- **Work order**:
Sift the material for lines containing "period", and return them.

- **Extracted data**:

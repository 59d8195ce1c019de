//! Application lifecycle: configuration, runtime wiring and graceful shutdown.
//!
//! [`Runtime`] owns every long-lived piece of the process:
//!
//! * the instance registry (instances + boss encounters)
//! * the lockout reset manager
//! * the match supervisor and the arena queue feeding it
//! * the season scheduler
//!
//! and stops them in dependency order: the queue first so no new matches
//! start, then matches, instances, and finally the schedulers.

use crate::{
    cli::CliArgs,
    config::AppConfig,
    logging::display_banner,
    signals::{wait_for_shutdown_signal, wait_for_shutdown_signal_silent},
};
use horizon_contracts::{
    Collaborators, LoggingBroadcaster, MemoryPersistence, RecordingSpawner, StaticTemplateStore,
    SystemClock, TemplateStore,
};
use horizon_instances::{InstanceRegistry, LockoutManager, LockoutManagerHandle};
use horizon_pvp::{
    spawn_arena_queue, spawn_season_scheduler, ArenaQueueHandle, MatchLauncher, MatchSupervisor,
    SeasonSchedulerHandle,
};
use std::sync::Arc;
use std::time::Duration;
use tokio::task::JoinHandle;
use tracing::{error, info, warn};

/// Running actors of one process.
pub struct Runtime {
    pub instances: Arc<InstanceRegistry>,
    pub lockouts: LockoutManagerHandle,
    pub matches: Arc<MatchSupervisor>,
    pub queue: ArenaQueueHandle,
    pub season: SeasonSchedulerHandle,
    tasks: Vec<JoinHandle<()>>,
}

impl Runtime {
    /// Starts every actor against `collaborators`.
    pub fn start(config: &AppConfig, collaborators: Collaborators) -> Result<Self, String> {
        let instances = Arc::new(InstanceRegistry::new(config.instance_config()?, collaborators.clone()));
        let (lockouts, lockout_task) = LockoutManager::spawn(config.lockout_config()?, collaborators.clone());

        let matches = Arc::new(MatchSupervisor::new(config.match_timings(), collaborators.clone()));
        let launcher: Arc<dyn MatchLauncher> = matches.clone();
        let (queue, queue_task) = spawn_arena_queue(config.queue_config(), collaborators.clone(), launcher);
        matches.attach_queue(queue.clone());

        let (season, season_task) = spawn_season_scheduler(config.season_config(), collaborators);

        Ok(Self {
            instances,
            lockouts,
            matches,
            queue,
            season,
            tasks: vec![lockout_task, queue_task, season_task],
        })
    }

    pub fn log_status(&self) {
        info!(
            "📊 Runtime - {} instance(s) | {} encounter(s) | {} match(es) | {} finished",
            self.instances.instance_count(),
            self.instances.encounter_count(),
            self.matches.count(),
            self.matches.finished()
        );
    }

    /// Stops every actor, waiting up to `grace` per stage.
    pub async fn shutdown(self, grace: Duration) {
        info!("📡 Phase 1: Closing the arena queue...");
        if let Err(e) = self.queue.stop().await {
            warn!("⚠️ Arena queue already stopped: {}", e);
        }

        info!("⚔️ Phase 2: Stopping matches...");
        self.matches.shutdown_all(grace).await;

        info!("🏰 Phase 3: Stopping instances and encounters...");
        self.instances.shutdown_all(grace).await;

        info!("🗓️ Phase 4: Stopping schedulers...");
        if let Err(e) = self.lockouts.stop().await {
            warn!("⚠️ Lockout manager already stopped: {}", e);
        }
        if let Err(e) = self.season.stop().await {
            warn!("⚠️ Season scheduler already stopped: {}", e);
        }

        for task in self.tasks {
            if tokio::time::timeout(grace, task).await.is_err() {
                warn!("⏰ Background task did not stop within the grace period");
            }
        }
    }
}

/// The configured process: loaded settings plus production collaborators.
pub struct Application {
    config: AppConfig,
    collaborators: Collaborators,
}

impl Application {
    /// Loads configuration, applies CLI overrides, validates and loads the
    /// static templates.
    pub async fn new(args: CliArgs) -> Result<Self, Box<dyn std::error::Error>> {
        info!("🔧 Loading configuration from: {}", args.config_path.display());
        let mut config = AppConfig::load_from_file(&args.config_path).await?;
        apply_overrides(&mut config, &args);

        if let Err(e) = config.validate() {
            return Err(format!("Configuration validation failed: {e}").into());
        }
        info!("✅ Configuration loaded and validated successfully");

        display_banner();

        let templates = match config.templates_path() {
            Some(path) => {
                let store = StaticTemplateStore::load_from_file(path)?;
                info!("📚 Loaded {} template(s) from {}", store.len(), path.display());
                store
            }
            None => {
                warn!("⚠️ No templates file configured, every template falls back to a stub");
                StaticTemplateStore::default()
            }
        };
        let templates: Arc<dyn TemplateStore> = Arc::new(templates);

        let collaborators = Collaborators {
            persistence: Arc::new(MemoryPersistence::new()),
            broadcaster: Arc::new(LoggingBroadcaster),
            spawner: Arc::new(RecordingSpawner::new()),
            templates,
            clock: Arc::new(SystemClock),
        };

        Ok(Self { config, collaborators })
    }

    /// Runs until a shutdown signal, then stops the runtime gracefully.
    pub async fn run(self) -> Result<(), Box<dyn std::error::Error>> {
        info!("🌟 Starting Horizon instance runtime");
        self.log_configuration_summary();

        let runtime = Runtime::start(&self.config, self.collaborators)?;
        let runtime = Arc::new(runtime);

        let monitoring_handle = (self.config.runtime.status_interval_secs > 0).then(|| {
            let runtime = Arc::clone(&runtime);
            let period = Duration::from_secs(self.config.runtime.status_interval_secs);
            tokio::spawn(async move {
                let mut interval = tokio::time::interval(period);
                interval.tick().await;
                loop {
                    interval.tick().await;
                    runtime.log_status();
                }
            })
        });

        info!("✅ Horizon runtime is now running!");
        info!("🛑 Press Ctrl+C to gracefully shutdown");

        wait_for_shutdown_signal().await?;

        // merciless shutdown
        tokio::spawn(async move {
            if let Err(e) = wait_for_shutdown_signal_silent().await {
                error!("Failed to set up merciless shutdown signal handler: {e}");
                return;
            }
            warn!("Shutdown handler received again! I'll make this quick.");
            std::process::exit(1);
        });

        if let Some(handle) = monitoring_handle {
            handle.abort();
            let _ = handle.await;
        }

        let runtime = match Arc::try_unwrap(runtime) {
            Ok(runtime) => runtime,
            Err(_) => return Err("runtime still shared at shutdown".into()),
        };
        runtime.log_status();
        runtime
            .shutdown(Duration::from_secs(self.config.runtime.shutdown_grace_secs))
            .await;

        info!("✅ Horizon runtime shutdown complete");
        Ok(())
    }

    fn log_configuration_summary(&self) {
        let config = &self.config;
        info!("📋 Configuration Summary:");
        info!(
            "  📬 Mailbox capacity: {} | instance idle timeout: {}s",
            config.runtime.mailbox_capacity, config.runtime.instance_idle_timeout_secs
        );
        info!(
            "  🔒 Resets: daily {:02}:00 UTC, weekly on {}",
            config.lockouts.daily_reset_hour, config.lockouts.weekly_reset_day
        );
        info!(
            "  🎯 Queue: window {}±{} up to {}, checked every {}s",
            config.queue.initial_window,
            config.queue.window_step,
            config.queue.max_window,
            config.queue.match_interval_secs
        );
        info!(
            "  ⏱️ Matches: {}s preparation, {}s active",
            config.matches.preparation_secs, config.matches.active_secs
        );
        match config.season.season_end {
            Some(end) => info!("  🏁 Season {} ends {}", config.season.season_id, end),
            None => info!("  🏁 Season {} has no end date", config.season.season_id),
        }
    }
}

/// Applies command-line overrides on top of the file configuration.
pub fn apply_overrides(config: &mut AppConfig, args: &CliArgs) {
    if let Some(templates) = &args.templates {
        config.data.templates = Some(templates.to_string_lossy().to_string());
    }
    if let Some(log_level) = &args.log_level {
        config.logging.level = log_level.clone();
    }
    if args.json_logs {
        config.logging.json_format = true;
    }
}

- **Answer to this task**:
                warn!("⏰ Background task did not stop within the grace period");
            let period = Duration::from_secs(self.config.runtime.status_interval_secs);
                let mut interval = tokio::time::interval(period);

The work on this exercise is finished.